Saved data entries
- Opening Delimiter -

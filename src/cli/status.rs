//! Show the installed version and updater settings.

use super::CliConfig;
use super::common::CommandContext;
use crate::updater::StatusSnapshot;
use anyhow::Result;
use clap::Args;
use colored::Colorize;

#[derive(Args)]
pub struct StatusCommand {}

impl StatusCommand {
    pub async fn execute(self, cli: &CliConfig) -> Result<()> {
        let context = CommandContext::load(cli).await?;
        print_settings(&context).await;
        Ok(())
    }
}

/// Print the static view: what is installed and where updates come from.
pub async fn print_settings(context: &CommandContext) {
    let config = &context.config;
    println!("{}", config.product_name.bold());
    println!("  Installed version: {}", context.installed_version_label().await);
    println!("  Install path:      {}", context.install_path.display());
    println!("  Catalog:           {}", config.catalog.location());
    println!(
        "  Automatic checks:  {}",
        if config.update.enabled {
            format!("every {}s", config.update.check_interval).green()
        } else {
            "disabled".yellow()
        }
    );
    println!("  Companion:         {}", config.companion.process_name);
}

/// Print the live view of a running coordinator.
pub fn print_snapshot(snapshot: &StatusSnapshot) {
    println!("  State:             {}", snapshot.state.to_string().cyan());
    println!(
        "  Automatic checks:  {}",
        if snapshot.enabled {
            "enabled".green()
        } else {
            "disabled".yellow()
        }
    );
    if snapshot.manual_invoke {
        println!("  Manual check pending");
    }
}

- Closing Delimiter -

_Problem_
The number alone is the answer: work out how many lines in the data contain "async".

_Expected output_
2